Babywearing comes with two great barriers-- quality carriers and quality teachers. The hardest thing of all about longterm poverty is the way it strips away your people skills. When you're not eating well, you're not thinking well, and you know it. You never look your best when you're making do with what people pass along or the thrift store has left, when having your hair cut professionally is a silly pipe dream to you. In our society, people meet around money-- coffee shops, restaurants, movie outings... and you can't do that; they invite you to their homes and you are scared to reciprocate because of all the differences in how you live and what (if anything) you have to offer. You have to constantly weigh everything you share about yourself-- will this revelation that invite people closer or scare them away? And then there's the issues of shame, and trauma, and depression-- and there is no one at our level of income without shame, and trauma, and depression.

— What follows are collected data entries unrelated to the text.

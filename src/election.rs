//! Leader election.
//!
//! Defines the contract between an election provider and the code that runs
//! while this instance leads ([`LeaderCallbacks`]), and ships one provider:
//! [`FileLeaseElector`], an advisory file lock shared by every replica that
//! can see the same lock directory.
//!
//! # Lifecycle
//!
//! One call to [`FileLeaseElector::run`] covers one leadership term:
//!
//! 1. Contend for the lock every `retry_period`, reporting the current holder
//!    through [`LeaderCallbacks::on_observed_leader`] whenever it changes.
//! 2. Once acquired, call [`LeaderCallbacks::on_acquired_leadership`] and keep
//!    the lease record fresh while it runs.
//! 3. When it returns, release the lock and call
//!    [`LeaderCallbacks::on_lost_leadership`].
//!
//! Losing the lease while step 2 is still running revokes the session. The
//! provider keeps the lock until `on_acquired_leadership` has returned, so the
//! command it started is gone before any other instance can take over; step 3
//! then runs and the term ends with [`ElectionError::Invariant`].

use crate::config::ElectionConfig;
use crate::supervisor::InvariantViolation;
use chrono::{DateTime, Utc};
use fs2::FileExt;
use serde::{Deserialize, Serialize};
use std::fs::{self, File, OpenOptions};
use std::future::Future;
use std::io;
use std::path::{Path, PathBuf};
use std::time::Duration;
use tokio::time::{Instant, MissedTickBehavior};
use tokio_util::sync::CancellationToken;
use tracing::{debug, error, info, warn};

/// Errors that end an election run.
#[derive(Debug, thiserror::Error)]
pub enum ElectionError {
    #[error("failed to create lock directory {}: {source}", path.display())]
    LockDir {
        path: PathBuf,
        #[source]
        source: io::Error,
    },

    #[error("failed to acquire lock {}: {source}", path.display())]
    LockAcquisition {
        path: PathBuf,
        #[source]
        source: io::Error,
    },

    #[error("failed to write lease record {}: {source}", path.display())]
    Record {
        path: PathBuf,
        #[source]
        source: io::Error,
    },

    #[error("failed to encode lease record: {0}")]
    Encode(#[from] serde_json::Error),

    #[error(transparent)]
    Invariant(#[from] InvariantViolation),
}

/// One leadership term as seen by the callbacks.
///
/// Cloning shares the same tokens. Once released, nothing tied to this session
/// may issue further work, and the provider gives up the lock. Once revoked,
/// the lease could not be kept and whatever runs under it must stop now.
#[derive(Debug, Clone)]
pub struct LeadershipSession {
    identity: String,
    cancel: CancellationToken,
    revoke: CancellationToken,
}

impl LeadershipSession {
    pub fn new(identity: impl Into<String>, cancel: CancellationToken) -> Self {
        Self {
            identity: identity.into(),
            cancel,
            revoke: CancellationToken::new(),
        }
    }

    #[cfg(test)]
    pub fn identity(&self) -> &str {
        &self.identity
    }

    /// Raise the cancellation signal.
    pub fn release(&self) {
        self.cancel.cancel();
    }

    pub fn is_released(&self) -> bool {
        self.cancel.is_cancelled()
    }

    /// The lease was lost while leading.
    pub fn revoke(&self) {
        self.revoke.cancel();
    }

    pub fn is_revoked(&self) -> bool {
        self.revoke.is_cancelled()
    }

    /// Completes once the session is revoked.
    pub async fn revoked(&self) {
        self.revoke.cancelled().await
    }
}

/// Handlers an election provider drives.
///
/// A provider never runs `on_lost_leadership` or `on_observed_leader`
/// concurrently with an active `on_acquired_leadership`. When the lease is lost
/// underneath it, the provider revokes the session and still waits for
/// `on_acquired_leadership` to return; `on_lost_leadership` must then treat the
/// revoked session as fatal.
pub trait LeaderCallbacks {
    type Outcome;

    /// Runs for the whole leadership term. The lock is held until this returns.
    fn on_acquired_leadership(
        &self,
        session: LeadershipSession,
    ) -> impl Future<Output = Self::Outcome>;

    /// The lock has been given up.
    fn on_lost_leadership(&self, session: &LeadershipSession) -> Result<(), InvariantViolation>;

    /// Informational: `identity` currently holds the lock.
    fn on_observed_leader(&self, identity: &str);
}

/// Persisted view of the lock, readable by every contender.
#[derive(Debug, Clone, PartialEq, Eq, Serialize, Deserialize)]
pub struct LeaseRecord {
    /// Empty once the holder released the lock cleanly.
    pub holder_identity: String,
    pub lease_duration_secs: u64,
    pub acquire_time: DateTime<Utc>,
    pub renew_time: DateTime<Utc>,
    pub leader_transitions: u32,
}

impl LeaseRecord {
    /// The holder has not renewed within its lease duration. A lease too long
    /// to represent never goes stale.
    pub fn is_stale(&self, now: DateTime<Utc>) -> bool {
        let Some(lease) = i64::try_from(self.lease_duration_secs)
            .ok()
            .and_then(chrono::Duration::try_seconds)
        else {
            return false;
        };
        match self.renew_time.checked_add_signed(lease) {
            Some(expiry) => expiry < now,
            None => false,
        }
    }
}

/// Exclusive lock plus the lease record that describes it.
struct HeldLock {
    file: File,
    record: LeaseRecord,
}

/// File-lock based election provider.
pub struct FileLeaseElector {
    identity: String,
    lock_path: PathBuf,
    record_path: PathBuf,
    lease_duration: Duration,
    renew_deadline: Duration,
    retry_period: Duration,
}

impl FileLeaseElector {
    pub fn new(config: &ElectionConfig) -> Self {
        let dir = config.lock_dir.join(&config.namespace);
        Self {
            identity: config.identity.clone(),
            lock_path: dir.join(format!("{}.lock", config.name)),
            record_path: dir.join(format!("{}.json", config.name)),
            lease_duration: Duration::from_secs(config.lease_duration_secs),
            renew_deadline: Duration::from_secs(config.renew_deadline_secs),
            retry_period: Duration::from_secs(config.retry_period_secs),
        }
    }

    /// Override the timing so tests can run with sub-second periods.
    #[cfg(test)]
    pub fn with_timing(mut self, renew_deadline: Duration, retry_period: Duration) -> Self {
        self.renew_deadline = renew_deadline;
        self.retry_period = retry_period;
        self
    }

    pub fn lock_path(&self) -> &Path {
        &self.lock_path
    }

    #[cfg(test)]
    pub fn record_path(&self) -> &Path {
        &self.record_path
    }

    /// Contend for the lock and run one leadership term.
    ///
    /// Returns `Ok(None)` if `token` is cancelled before the lock is acquired.
    /// The same token is handed to the callbacks as the session's cancellation
    /// signal.
    pub async fn run<C: LeaderCallbacks>(
        &self,
        callbacks: &C,
        token: CancellationToken,
    ) -> Result<Option<C::Outcome>, ElectionError> {
        let Some(held) = self.acquire(callbacks, &token).await? else {
            return Ok(None);
        };
        info!(identity = %self.identity, lock = %self.lock_path.display(), "lock obtained");
        callbacks.on_observed_leader(&self.identity);

        let session = LeadershipSession::new(self.identity.clone(), token);
        let (held, outcome) = self.lead(callbacks, &session, held).await;

        self.release(held);
        callbacks.on_lost_leadership(&session)?;
        if session.is_revoked() {
            return Err(ElectionError::Invariant(InvariantViolation {
                identity: self.identity.clone(),
            }));
        }
        info!("lock released");
        Ok(Some(outcome))
    }

    async fn acquire<C: LeaderCallbacks>(
        &self,
        callbacks: &C,
        token: &CancellationToken,
    ) -> Result<Option<HeldLock>, ElectionError> {
        if let Some(parent) = self.lock_path.parent() {
            fs::create_dir_all(parent).map_err(|source| ElectionError::LockDir {
                path: parent.to_path_buf(),
                source,
            })?;
        }

        let mut observed: Option<String> = None;
        loop {
            if token.is_cancelled() {
                return Ok(None);
            }

            let file = OpenOptions::new()
                .create(true)
                .truncate(false)
                .read(true)
                .write(true)
                .open(&self.lock_path)
                .map_err(|source| ElectionError::LockAcquisition {
                    path: self.lock_path.clone(),
                    source,
                })?;

            match file.try_lock_exclusive() {
                Ok(()) => {
                    let record = self.take_over(self.read_record())?;
                    return Ok(Some(HeldLock { file, record }));
                }
                Err(e) if e.kind() == io::ErrorKind::WouldBlock => {
                    self.observe(callbacks, &mut observed);
                }
                Err(source) => {
                    return Err(ElectionError::LockAcquisition {
                        path: self.lock_path.clone(),
                        source,
                    })
                }
            }
            drop(file);

            tokio::select! {
                _ = token.cancelled() => return Ok(None),
                _ = tokio::time::sleep(self.retry_period) => {}
            }
        }
    }

    /// Report the current holder if it changed since the last attempt.
    fn observe<C: LeaderCallbacks>(&self, callbacks: &C, observed: &mut Option<String>) {
        let Some(record) = self.read_record() else {
            return;
        };
        if record.holder_identity.is_empty() {
            return;
        }
        if record.is_stale(Utc::now()) {
            debug!(
                holder = %record.holder_identity,
                renew_time = %record.renew_time,
                "lease record looks stale but the lock is still held"
            );
        }
        if observed.as_deref() != Some(record.holder_identity.as_str()) {
            callbacks.on_observed_leader(&record.holder_identity);
            *observed = Some(record.holder_identity);
        }
    }

    fn take_over(&self, previous: Option<LeaseRecord>) -> Result<LeaseRecord, ElectionError> {
        let now = Utc::now();
        let transitions = match &previous {
            Some(prev) if prev.holder_identity != self.identity => prev.leader_transitions + 1,
            Some(prev) => prev.leader_transitions,
            None => 1,
        };
        let record = LeaseRecord {
            holder_identity: self.identity.clone(),
            lease_duration_secs: self.lease_duration.as_secs(),
            acquire_time: now,
            renew_time: now,
            leader_transitions: transitions,
        };
        self.write_record(&record)?;
        Ok(record)
    }

    /// Run the acquired callback while renewing the lease.
    ///
    /// Missing the renew deadline revokes the session and stops renewing, but
    /// the lock stays held until the callback has returned.
    async fn lead<C: LeaderCallbacks>(
        &self,
        callbacks: &C,
        session: &LeadershipSession,
        mut held: HeldLock,
    ) -> (HeldLock, C::Outcome) {
        let acquired = callbacks.on_acquired_leadership(session.clone());
        tokio::pin!(acquired);

        let mut ticker = tokio::time::interval(self.retry_period);
        ticker.set_missed_tick_behavior(MissedTickBehavior::Delay);
        ticker.tick().await;
        let mut last_renewed = Instant::now();

        loop {
            tokio::select! {
                outcome = &mut acquired => return (held, outcome),
                _ = ticker.tick(), if !session.is_revoked() => {
                    held.record.renew_time = Utc::now();
                    match self.write_record(&held.record) {
                        Ok(()) => last_renewed = Instant::now(),
                        Err(e) => {
                            warn!(error = %e, "failed to renew lease");
                            if last_renewed.elapsed() >= self.renew_deadline {
                                error!(
                                    renew_deadline_secs = self.renew_deadline.as_secs_f64(),
                                    "lease not renewed within deadline, leadership lost"
                                );
                                session.revoke();
                            }
                        }
                    }
                }
            }
        }
    }

    /// Clear the holder so contenders see a clean handover, then unlock.
    fn release(&self, mut held: HeldLock) {
        held.record.holder_identity.clear();
        held.record.renew_time = Utc::now();
        if let Err(e) = self.write_record(&held.record) {
            warn!(error = %e, "failed to clear lease record on release");
        }
        if let Err(e) = held.file.unlock() {
            warn!(error = %e, "failed to unlock lock file");
        }
    }

    fn read_record(&self) -> Option<LeaseRecord> {
        let contents = fs::read_to_string(&self.record_path).ok()?;
        match serde_json::from_str(&contents) {
            Ok(record) => Some(record),
            Err(e) => {
                warn!(error = %e, path = %self.record_path.display(), "ignoring unreadable lease record");
                None
            }
        }
    }

    /// Atomic write via temp file and rename.
    fn write_record(&self, record: &LeaseRecord) -> Result<(), ElectionError> {
        let json = serde_json::to_vec_pretty(record)?;
        let tmp = self.record_path.with_extension("json.tmp");
        fs::write(&tmp, json)
            .and_then(|()| fs::rename(&tmp, &self.record_path))
            .map_err(|source| ElectionError::Record {
                path: self.record_path.clone(),
                source,
            })
    }
}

Poverty strips away your people-skills... and babywearing is people-powered. Our whole group of hundreds depends on the efforts of less than half a dozen teachers... including the one who finally got me slinging... the very teacher who had volunteered her services to the very center where I get my WIC benefits, only to be turned down flat by someone who decided babywearing wouldn't be of interest to people like me.